Given records:
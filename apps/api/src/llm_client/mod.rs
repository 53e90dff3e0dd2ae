/// LLM Client: the single point of entry for all Gemini API calls in the screener.
///
/// ARCHITECTURAL RULE: No other module may call the Gemini API directly.
/// All model interactions MUST go through the `GenerativeModel` trait.
///
/// Model: gemini-2.0-flash (hardcoded)
use std::time::Duration;

use async_trait::async_trait;
use reqwest::Client;
use serde::{Deserialize, Serialize};
use thiserror::Error;
use tracing::{debug, warn};

const GEMINI_API_BASE: &str = "https://generativelanguage.googleapis.com/v1beta/models";
/// The model used for all LLM calls.
pub const MODEL: &str = "gemini-2.0-flash";
const MAX_RETRIES: u32 = 3;

#[derive(Debug, Error)]
pub enum LlmError {
    #[error("HTTP error: {0}")]
    Http(#[from] reqwest::Error),

    #[error("API error (status {status}): {message}")]
    Api { status: u16, message: String },

    #[error("JSON parse error: {0}")]
    Parse(#[from] serde_json::Error),

    #[error("Rate limited after {retries} retries")]
    RateLimited { retries: u32 },

    #[error("LLM returned empty content")]
    EmptyContent,
}

/// Anything that turns a prompt into free text.
///
/// `LlmClient` talks to Gemini; `cache::CachedModel` wraps any implementation with
/// memoization; tests substitute scripted doubles.
#[async_trait]
pub trait GenerativeModel: Send + Sync {
    /// Name of the underlying model. Part of the cache fingerprint.
    fn model_name(&self) -> &str;

    async fn generate(&self, prompt: &str) -> Result<String, LlmError>;
}

#[derive(Debug, Serialize)]
struct GenerateContentRequest<'a> {
    contents: Vec<Content<'a>>,
}

#[derive(Debug, Serialize)]
struct Content<'a> {
    role: &'a str,
    parts: Vec<RequestPart<'a>>,
}

#[derive(Debug, Serialize)]
struct RequestPart<'a> {
    text: &'a str,
}

#[derive(Debug, Deserialize)]
#[serde(rename_all = "camelCase")]
pub struct GenerateContentResponse {
    #[serde(default)]
    pub candidates: Vec<Candidate>,
    pub usage_metadata: Option<UsageMetadata>,
}

#[derive(Debug, Deserialize)]
pub struct Candidate {
    pub content: Option<CandidateContent>,
}

#[derive(Debug, Deserialize)]
pub struct CandidateContent {
    #[serde(default)]
    pub parts: Vec<ResponsePart>,
}

#[derive(Debug, Deserialize)]
pub struct ResponsePart {
    pub text: Option<String>,
}

#[derive(Debug, Deserialize)]
#[serde(rename_all = "camelCase")]
pub struct UsageMetadata {
    #[serde(default)]
    pub prompt_token_count: u32,
    #[serde(default)]
    pub candidates_token_count: u32,
}

impl GenerateContentResponse {
    /// Concatenates the text parts of the first candidate.
    pub fn text(&self) -> Option<String> {
        let parts = &self.candidates.first()?.content.as_ref()?.parts;
        let text: String = parts.iter().filter_map(|p| p.text.as_deref()).collect();
        if text.trim().is_empty() {
            None
        } else {
            Some(text)
        }
    }
}

#[derive(Debug, Deserialize)]
struct GeminiError {
    error: GeminiErrorBody,
}

#[derive(Debug, Deserialize)]
struct GeminiErrorBody {
    message: String,
}

/// The Gemini client used by every flow.
/// Wraps the `generateContent` endpoint with retry logic.
#[derive(Clone)]
pub struct LlmClient {
    client: Client,
    api_key: String,
}

impl LlmClient {
    pub fn new(api_key: String, timeout: Duration) -> Result<Self, LlmError> {
        Ok(Self {
            client: Client::builder().timeout(timeout).build()?,
            api_key,
        })
    }

    /// Makes a raw call to the Gemini API, returning the full response object.
    /// Retries on 429 (rate limit), 5xx and transport errors with exponential backoff.
    pub async fn call(&self, prompt: &str) -> Result<GenerateContentResponse, LlmError> {
        let url = format!("{GEMINI_API_BASE}/{MODEL}:generateContent");
        let request_body = GenerateContentRequest {
            contents: vec![Content {
                role: "user",
                parts: vec![RequestPart { text: prompt }],
            }],
        };

        let mut last_error: Option<LlmError> = None;

        for attempt in 0..MAX_RETRIES {
            if attempt > 0 {
                // Exponential backoff: 1s, 2s
                let delay = Duration::from_millis(1000 * (1 << (attempt - 1)));
                warn!(
                    "LLM call attempt {} failed, retrying after {}ms...",
                    attempt,
                    delay.as_millis()
                );
                tokio::time::sleep(delay).await;
            }

            let response = self
                .client
                .post(&url)
                .header("x-goog-api-key", &self.api_key)
                .json(&request_body)
                .send()
                .await;

            let response = match response {
                Ok(r) => r,
                Err(e) => {
                    last_error = Some(LlmError::Http(e));
                    continue;
                }
            };

            let status = response.status();

            if status.as_u16() == 429 || status.is_server_error() {
                let body = response.text().await.unwrap_or_default();
                warn!("LLM API returned {}: {}", status, body);
                last_error = Some(LlmError::Api {
                    status: status.as_u16(),
                    message: body,
                });
                continue;
            }

            if !status.is_success() {
                let body = response.text().await.unwrap_or_default();
                let message = serde_json::from_str::<GeminiError>(&body)
                    .map(|e| e.error.message)
                    .unwrap_or(body);
                return Err(LlmError::Api {
                    status: status.as_u16(),
                    message,
                });
            }

            let body = response.text().await?;
            let parsed: GenerateContentResponse = serde_json::from_str(&body)?;

            if let Some(usage) = &parsed.usage_metadata {
                debug!(
                    "LLM call succeeded: prompt_tokens={}, output_tokens={}",
                    usage.prompt_token_count, usage.candidates_token_count
                );
            }

            return Ok(parsed);
        }

        Err(last_error.unwrap_or(LlmError::RateLimited {
            retries: MAX_RETRIES,
        }))
    }
}

#[async_trait]
impl GenerativeModel for LlmClient {
    fn model_name(&self) -> &str {
        MODEL
    }

    async fn generate(&self, prompt: &str) -> Result<String, LlmError> {
        let response = self.call(prompt).await?;
        response.text().ok_or(LlmError::EmptyContent)
    }
}
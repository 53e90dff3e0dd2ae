//! Single-candidate analysis flows. Each action builds exactly one prompt
//! (two for the portfolio) and returns the model's text.

use serde::Serialize;
use tracing::info;

use crate::analysis::portfolio::{render_portfolio, PortfolioPage, ProjectDetails};
use crate::analysis::prompts::{
    build_analysis_prompt, build_career_path_prompt, build_interview_prompt,
    build_portfolio_prompts, build_skill_gap_prompt, AnalysisMode, InterviewType,
};
use crate::errors::AppError;
use crate::llm_client::GenerativeModel;

#[derive(Debug, Clone, Serialize)]
pub struct AnalysisResponse {
    pub action: String,
    pub response: String,
    pub warnings: Vec<String>,
}

#[derive(Debug, Clone, Serialize)]
pub struct PortfolioResponse {
    pub enhanced_description: String,
    pub best_features: String,
    pub file_name: String,
    pub html: String,
    pub warnings: Vec<String>,
}

pub async fn analyze_resume(
    model: &dyn GenerativeModel,
    job_description: &str,
    resume_text: &str,
    mode: &AnalysisMode,
) -> Result<String, AppError> {
    info!("Running resume analysis ({})", mode.label());
    let prompt = build_analysis_prompt(job_description, resume_text, mode);
    Ok(model.generate(&prompt).await?)
}

pub async fn analyze_skill_gap(
    model: &dyn GenerativeModel,
    job_description: &str,
    current_skills: &str,
    resume_text: &str,
) -> Result<String, AppError> {
    let prompt = build_skill_gap_prompt(job_description, current_skills, resume_text);
    Ok(model.generate(&prompt).await?)
}

pub async fn prepare_interview(
    model: &dyn GenerativeModel,
    job_description: &str,
    resume_text: &str,
    interview_type: InterviewType,
) -> Result<String, AppError> {
    info!("Generating {interview_type} interview preparation");
    let prompt = build_interview_prompt(job_description, resume_text, interview_type);
    Ok(model.generate(&prompt).await?)
}

pub async fn plan_career_path(
    model: &dyn GenerativeModel,
    job_description: &str,
    resume_text: &str,
    years_experience: u8,
) -> Result<String, AppError> {
    let prompt = build_career_path_prompt(job_description, resume_text, years_experience);
    Ok(model.generate(&prompt).await?)
}

/// Two model calls (enhanced description, best features), then the HTML page.
pub async fn build_portfolio(
    model: &dyn GenerativeModel,
    job_description: &str,
    project_description: &str,
    resume_text: &str,
    details: &ProjectDetails,
) -> Result<(String, String, PortfolioPage), AppError> {
    let (enhance_prompt, features_prompt) =
        build_portfolio_prompts(job_description, project_description, resume_text);

    let enhanced = model.generate(&enhance_prompt).await?;
    let features = model.generate(&features_prompt).await?;

    let page = render_portfolio(details, &enhanced, &features)?;
    info!("Rendered portfolio page {}", page.file_name);
    Ok((enhanced, features, page))
}

#[cfg(test)]
mod tests {
    use super::*;
    use crate::llm_client::LlmError;
    use async_trait::async_trait;
    use std::sync::Mutex;

    struct EchoModel {
        prompts: Mutex<Vec<String>>,
        fail: bool,
    }

    impl EchoModel {
        fn new(fail: bool) -> Self {
            Self {
                prompts: Mutex::new(Vec::new()),
                fail,
            }
        }
    }

    #[async_trait]
    impl GenerativeModel for EchoModel {
        fn model_name(&self) -> &str {
            "echo"
        }

        async fn generate(&self, prompt: &str) -> Result<String, LlmError> {
            self.prompts.lock().unwrap().push(prompt.to_string());
            if self.fail {
                return Err(LlmError::EmptyContent);
            }
            Ok(format!("reply #{}", self.prompts.lock().unwrap().len()))
        }
    }

    #[tokio::test]
    async fn test_analysis_sends_one_prompt_for_the_mode() {
        let model = EchoModel::new(false);
        let reply = analyze_resume(&model, "jd", "cv", &AnalysisMode::MissingKeywords)
            .await
            .unwrap();
        assert_eq!(reply, "reply #1");
        let prompts = model.prompts.lock().unwrap();
        assert_eq!(prompts.len(), 1);
        assert!(prompts[0].contains("missing keywords"));
    }

    #[tokio::test]
    async fn test_model_failure_surfaces_as_llm_error() {
        let model = EchoModel::new(true);
        let err = plan_career_path(&model, "jd", "cv", 3).await.unwrap_err();
        assert!(matches!(err, AppError::Llm(_)));
    }

    #[tokio::test]
    async fn test_portfolio_makes_two_calls_and_renders_page() {
        let model = EchoModel::new(false);
        let details = ProjectDetails {
            name: "Ledger".to_string(),
            technologies: "Rust".to_string(),
            ..Default::default()
        };
        let (enhanced, features, page) =
            build_portfolio(&model, "jd", "double-entry ledger", "cv", &details)
                .await
                .unwrap();

        assert_eq!(enhanced, "reply #1");
        assert_eq!(features, "reply #2");
        assert_eq!(page.file_name, "ledger_portfolio.html");
        assert!(page.html.contains("<p>reply #1</p>"));
        assert!(page.html.contains("<li>reply #2</li>"));
    }
}
// LLM prompt template for bulk screening.
// The reply is parsed by `screening::normalizer`; keep the key names in sync.

use crate::template::render;

/// Screening evaluation prompt. Replace: {query}, {job_description}, {resume_text}
pub const SCREENING_PROMPT_TEMPLATE: &str = r#"You are an expert recruiter. Evaluate the resume based solely on the following query:
"{query}"

Ignore all other details.

Given the job description:
{job_description}

And the resume content:
{resume_text}

Based on the above, please:
- Calculate the ATS match score as a numeric percentage (0 to 100).
- Determine if the resume meets the criteria (return "Yes" if it does, otherwise "No").
- Identify the candidate's College.
- Extract the candidate's CGPA.
- List any Certifications.
- Provide the candidate's Email.

Return your answer strictly in JSON format with only these keys:
- "Match": "Yes" or "No"
- "ATS Score": (numeric percentage or "N/A")
- "College": (the name of the college or "N/A")
- "CGPA": (numeric value or "N/A")
- "Certifications": (a list of certifications or "N/A")
- "Candidate Email": (the candidate's email or "N/A")

Ensure the JSON is valid."#;

pub fn build_screening_prompt(query: &str, job_description: &str, resume_text: &str) -> String {
    render(
        SCREENING_PROMPT_TEMPLATE,
        &[
            ("query", query),
            ("job_description", job_description),
            ("resume_text", resume_text),
        ],
    )
}
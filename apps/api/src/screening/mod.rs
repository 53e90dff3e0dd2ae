// Bulk screening (industry flow).
// Implements: criteria extraction, reply normalization, override filter, batch run, CSV export.
// All model calls go through the `GenerativeModel` handed in by `AppState`.

pub mod batch;
pub mod criteria;
pub mod export;
pub mod filter;
pub mod handlers;
pub mod models;
pub mod normalizer;
pub mod prompts;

Task:
The expected result is every line from the material above that includes "used".

Answer space:
/// The model used for all LLM calls.
/// The Gemini client used by every flow.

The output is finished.